LEGGE DI BILANCIO 2027 – Pacifico (Anief): basta con le discriminazioni tra lavoro pubblico e privato
Il salario deve essere giusto anche nella PA a iniziare dalla Scuola, perché lo straordinario e gli aumenti non sono detassati?
“È tempo di finirla con le discriminazioni tra il lavoro pubblico e quello privato: il salario deve essere giusto anche nella pubblica amministrazione a iniziare dalla Scuola”. Mette le mani avanti Marcello Pacifico, presidente nazionale Anief, nel commentare le prime indiscrezioni della ultima manovra della legislatura, dalle quali risulta che sarebbe intenzione del Governo procedere con “la detassazione di rinnovi contratti e premi”. Già in anno fa a Palazzo Chigi in qualità di segretario confederale Cisal, il sindacalista aveva denunciato la disparità di trattamento tra lavoratori privati e pubblici in quella che fu poi la Legge n. 199 del 30 dicembre 2025. Adesso, Pacifico gioca di anticipo rispetto a quanto sta trapelando sulla nuova manovra di fine anno”.
“Prima di pensare di confermare quanto già dato – continua Pacifico - bisogna finanziare le stesse misure per i dipendenti pubblici e soprattutto per i dipendenti della scuola sottopagati rispetto agli altri. Quello che serve è una Flat tax al 5% sugli aumenti contrattuali dal 2027 per redditi inferiori a 40 mila euro, operazioni che farebbe risparmiare da 400 a 800 euro di IRPEF annua, come la detassazione al 15% del lavoro straordinario, ma anche del salario accessorio fino a 1.500 euro.
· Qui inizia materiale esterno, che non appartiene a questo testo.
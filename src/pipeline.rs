use std::path::PathBuf;

use anyhow::Context as _;

use crate::cli::{ClassifyArgs, FetchArgs, ItemSource, OrganizeArgs, RunArgs};
use crate::workspace::DataPaths;

pub async fn run(args: RunArgs) -> anyhow::Result<()> {
    let data_dir = PathBuf::from(&args.data_dir);
    let paths = DataPaths::new(&data_dir);

    if args.skip_fetch {
        tracing::info!("run: fetch skipped");
    } else {
        let dataset_id = args
            .dataset_id
            .clone()
            .ok_or_else(|| anyhow::anyhow!("--dataset-id is required unless --skip-fetch"))?;
        tracing::info!(data_dir = %data_dir.display(), "run: fetch");
        crate::fetch::run(FetchArgs {
            data_dir: args.data_dir.clone(),
            dataset_id,
            apify_base_url: args.apify_base_url.clone(),
        })
        .await
        .context("fetch")?;
    }

    tracing::info!("run: classify");
    crate::classify::run(ClassifyArgs {
        data_dir: args.data_dir.clone(),
        source: ItemSource::New,
        model: args.model.clone(),
        gemini_base_url: args.gemini_base_url.clone(),
        request_delay_ms: args.request_delay_ms,
        rate_limit_backoff_ms: args.rate_limit_backoff_ms,
        rate_limit_attempts: args.rate_limit_attempts,
    })
    .await
    .context("classify")?;

    if !paths.label_store.exists() {
        anyhow::bail!(
            "label store not found after classify, skipping organize: {}",
            paths.label_store.display()
        );
    }

    tracing::info!("run: organize");
    crate::organize::run(OrganizeArgs {
        data_dir: args.data_dir.clone(),
        store: args.store,
        local_root: args.local_root.clone(),
        root_folder_id: args.root_folder_id.clone(),
        root_folder_name: args.root_folder_name.clone(),
        taxonomy: args.taxonomy.clone(),
        group_delay_ms: args.group_delay_ms,
        category_index: args.category_index,
        drive_base_url: args.drive_base_url.clone(),
        drive_upload_base_url: args.drive_upload_base_url.clone(),
    })
    .await
    .context("organize")?;

    tracing::info!("run: pipeline completed");
    Ok(())
}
Poi, è evidente che servirebbe un fondo ad hoc che vada ad aggiornare l'indennità integrativa speciale all'inflazione schizzate del 15,2% in più rispetto agli stipendi degli ultimi 15 anni, indennità ferma ai valori del 2003, quando si abolì la scala mobile”.
“Serve un fondo ad hoc – dice sempre il leader dell’Anief - per la valorizzazione del personale scolastico, in modo da iniziare a colmare un gap ormai che ha superato diecimila euro annui rispetto al salario dei dipendenti dei ministeri. Serve, per i dipendenti della scuola, il riconoscimento del lavoro usurante, il burnout, oltre che una finestra per pre-pensionamenti senza penalità. Come servirebbe abolire la trattenuta mensile del 2,5% sul TFR, in ragione del fatto che deve essere interamente a carico del datore di lavoro, e che risulta già essere un terzo in meno del TFS. Serve, per concludere, equità e giustizia verso chi serve silenziosamente lo Stato ogni giorno fuori e dentro le nostre aule”, conclude Pacifico.